# Flat Iron



## LexiAndNikkisMom (Apr 13, 2004)

I just got my haircut last night and with the new style I need to use a flat iron. I've never used one before so if anyone has any tips I would really appreciate them. I bought a flat iron at Sally's last night but I'm not sure if its the right kind. Its a ceramic plate flat iron with a curved edge. Should I have gotten one that was completely flat? My hair is naturally wavy/curly. I'm trying to grow it out to below my shoulder blades (got about another 2 inches to go). The longer it gets the heavier it gets so the curl gets weighed down. I was ready for a change so hairdresser suggested this style. Its kind of an updated, modern version of the Rachel haircut from the 90's.

[attachment=5994:attachment]
I didn't do a really good job styling it this morning. I tried drying it using a round brush and the blow dryer and then I used the flat iron on it. Not sure if it was just me sucking at styling my hair (LOL) or if it was the curved flat iron. I just couldn't get it any straighter.

Oh, and here is a picture of my new hair color. I got my hair colored a few weeks ago. Before this it was a dark blond/ light brown. I was SO ready for a different hair color. 

[attachment=5995:attachment]


----------



## HollyHobbie (Apr 12, 2005)

I really like that color...

Flat irons #1 thing...use an oil on your hair cause if not it will burn it....

I prefer the Chi iron...with the heat setting control. I have natural curly hair also and it is the only one that really works well on my hair. I bought the 2 1/2 inch chi but i like the 1 inch one better i thought the 2 1/2 would be faster but its really not and it is much heavier. 

I just got my first iron at christmas but my sistser has used hers for two years now....

it jsut takes practise. I am sure there are others here that have more expeirence that I do since it takes me almost 3 hours to do my hair with it i don't use it that much lol


----------



## pico's parent (Apr 5, 2004)

You have gorgeous hair that many women would kill for, you know! I have the same wavy/curly locks and I can understand your desire to do something different. After years of orange juice cans, blowdrying, etc. I decided in my Senior years to just go au natural (except for Miss Clairol, of course).

I couldn't help you with the flat irons but I just wanted to tell you I love your hair!


----------



## LexiAndNikkisMom (Apr 13, 2004)

Thanks! I love my new color. I was so sick of the dark hair. For me it was dark since I've always had blond hair. Most of the time it was a light/medium blond. One nice thing about the dark hair was it was about the same shade as my natural hair color (which has darkened a lot as I got older), so I was able to go almost 5 months between colorings. I could have gone longer because you really couldn't see any roots. Normally I can only go 3/4 months before it starts to grow out and drive me nuts.

The flat iron I bought has a heat setting which I set to the lowest for my type of hair.
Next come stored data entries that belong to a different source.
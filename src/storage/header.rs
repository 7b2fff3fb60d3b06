use crate::{
    types::{
        FILE_FORMAT_VERSION, FILE_MAGIC, NO_PAGE, PAGE_HEADER_SIZE, PAGE_SIZE, PageId,
        error::DatabaseError,
        page::{Page, PageType},
    },
    utils::hash::{verify_page_checksum, write_page_checksum},
};

/// Header fields start right after the common page header of page 0.
const FIELDS_OFFSET: usize = PAGE_HEADER_SIZE;
const MAGIC_END: usize = FIELDS_OFFSET + 16;
const PAGE_SIZE_OFFSET: usize = MAGIC_END;

/// Database-wide metadata kept in page 0. Every change is logged as a whole
/// image that replay always reapplies, so the free list and id counters are
/// crash-safe without belonging to any one transaction.
#[derive(Debug, Clone, PartialEq)]
pub struct FileHeader {
    pub magic: [u8; 16],
    pub page_size: u32,
    pub format_version: u8,
    pub page_count: u64,
    pub freelist_head: Option<PageId>,
    pub freelist_length: u64,
    pub schema_head: Option<PageId>,
    pub next_table_id: u64,
    pub next_lob_id: u64,
    pub next_row_id: u64,
    pub change_counter: u64,
}

impl Default for FileHeader {
    fn default() -> Self {
        Self {
            magic: *FILE_MAGIC,
            page_size: PAGE_SIZE as u32,
            format_version: FILE_FORMAT_VERSION,
            page_count: 1,
            freelist_head: None,
            freelist_length: 0,
            schema_head: None,
            next_table_id: 1,
            next_lob_id: 1,
            next_row_id: 1,
            change_counter: 0,
        }
    }
}

impl FileHeader {
    pub fn to_bytes(&self) -> Vec<u8> {
        let mut buffer = Page::new(0, PageType::Header).to_bytes();
        let mut fields = Vec::with_capacity(88);

        fields.extend_from_slice(&self.magic);
        fields.extend_from_slice(&self.page_size.to_be_bytes());
        fields.push(self.format_version);
        fields.extend_from_slice(&[0u8; 3]);
        fields.extend_from_slice(&self.page_count.to_be_bytes());
        fields.extend_from_slice(&self.freelist_head.unwrap_or(NO_PAGE).to_be_bytes());
        fields.extend_from_slice(&self.freelist_length.to_be_bytes());
        fields.extend_from_slice(&self.schema_head.unwrap_or(NO_PAGE).to_be_bytes());
        fields.extend_from_slice(&self.next_table_id.to_be_bytes());
        fields.extend_from_slice(&self.next_lob_id.to_be_bytes());
        fields.extend_from_slice(&self.next_row_id.to_be_bytes());
        fields.extend_from_slice(&self.change_counter.to_be_bytes());

        buffer[FIELDS_OFFSET..FIELDS_OFFSET + fields.len()].copy_from_slice(&fields);
        write_page_checksum(&mut buffer);
        buffer
    }

    pub fn from_bytes(bytes: &[u8]) -> Result<Self, DatabaseError> {
        Self::detect_page_size(bytes)?;
        if let Err((stored, computed)) = verify_page_checksum(bytes) {
            return Err(DatabaseError::PageChecksum {
                page_id: 0,
                stored,
                computed,
            });
        }
        if bytes[0] != PageType::Header.as_u8() {
            return Err(DatabaseError::InvalidHeader {
                reason: format!("page 0 has type tag {}", bytes[0]),
            });
        }

        let mut magic = [0u8; 16];
        magic.copy_from_slice(&bytes[FIELDS_OFFSET..MAGIC_END]);

        let mut offset = PAGE_SIZE_OFFSET;
        let page_size = u32::from_be_bytes([
            bytes[offset],
            bytes[offset + 1],
            bytes[offset + 2],
            bytes[offset + 3],
        ]);
        offset += 4;

        let format_version = bytes[offset];
        if format_version > FILE_FORMAT_VERSION {
            return Err(DatabaseError::InvalidHeader {
                reason: format!("Unsupported file format version: {}", format_version),
            });
        }
        offset += 4;

        let mut next_u64 = || {
            let mut raw = [0u8; 8];
            raw.copy_from_slice(&bytes[offset..offset + 8]);
            offset += 8;
            u64::from_be_bytes(raw)
        };
        let page_count = next_u64();
        let freelist_head = next_u64();
        let freelist_length = next_u64();
        let schema_head = next_u64();
        let next_table_id = next_u64();
        let next_lob_id = next_u64();
        let next_row_id = next_u64();
        let change_counter = next_u64();

        Ok(Self {
            magic,
            page_size,
            format_version,
            page_count,
            freelist_head: (freelist_head != NO_PAGE).then_some(freelist_head),
            freelist_length,
            schema_head: (schema_head != NO_PAGE).then_some(schema_head),
            next_table_id,
            next_lob_id,
            next_row_id,
            change_counter,
        })
    }

    /// Determine the page size from the leading bytes of a file without
    /// trusting the rest of page 0.
    pub fn detect_page_size(bytes: &[u8]) -> Result<usize, DatabaseError> {
        if bytes.len() < PAGE_SIZE_OFFSET + 4 {
            return Err(DatabaseError::InvalidHeader {
                reason: "Header too short".to_string(),
            });
        }
        if &bytes[FIELDS_OFFSET..MAGIC_END] != FILE_MAGIC {
            return Err(DatabaseError::InvalidHeader {
                reason: "Invalid magic number".to_string(),
            });
        }
        let page_size = u32::from_be_bytes([
            bytes[PAGE_SIZE_OFFSET],
            bytes[PAGE_SIZE_OFFSET + 1],
            bytes[PAGE_SIZE_OFFSET + 2],
            bytes[PAGE_SIZE_OFFSET + 3],
        ]) as usize;
        if page_size != PAGE_SIZE {
            return Err(DatabaseError::InvalidHeader {
                reason: format!("Unsupported page size: {}", page_size),
            });
        }
        Ok(page_size)
    }
}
Guess I will try turning it up. 

The only product my hair dresser said to use was a mouse and then after I get done styling I could use some of the curly gel stuff I used before to kind of puff it a little so that it wasn't too flat.


----------



## Karen542 (May 4, 2005)

Great hair color


----------



## LexiAndNikkisMom (Apr 13, 2004)

> You have gorgeous hair that many women would kill for, you know! I have the same wavy/curly locks and I can understand your desire to do something different. After years of orange juice cans, blowdrying, etc. I decided in my Senior years to just go au natural (except for Miss Clairol, of course).
> 
> I couldn't help you with the flat irons but I just wanted to tell you I love your hair![/B]


Thanks!









I've embraced the curl for the last 5 years or so. Before that I fought it. LOL! I wanted straight hair then. Now I want long hair and the longer my hair gets the straight it is getting. When I was little I had really long (almost waist length), thick, straight, white blond hair. I didn't even know I had naturally curl hair until I was around 16 and got my hair cut to my shoulders.


----------



## Bailey Luda (Feb 14, 2006)

Yes... why flat Iron when you have such nice waves and body?!? The color is great on you... they did a great job!!! I have a flat iron that I have had since around Christmas and am very happy with it... it does take practice though... bought the Solia off of www.folica.com by reading customer reviews and searching for prices on the web. You dont need to get the most expensive but a better quality iron regulates thee heat better which help not to burn your hair... and looks wise does a better job straightening with even heat distribution. 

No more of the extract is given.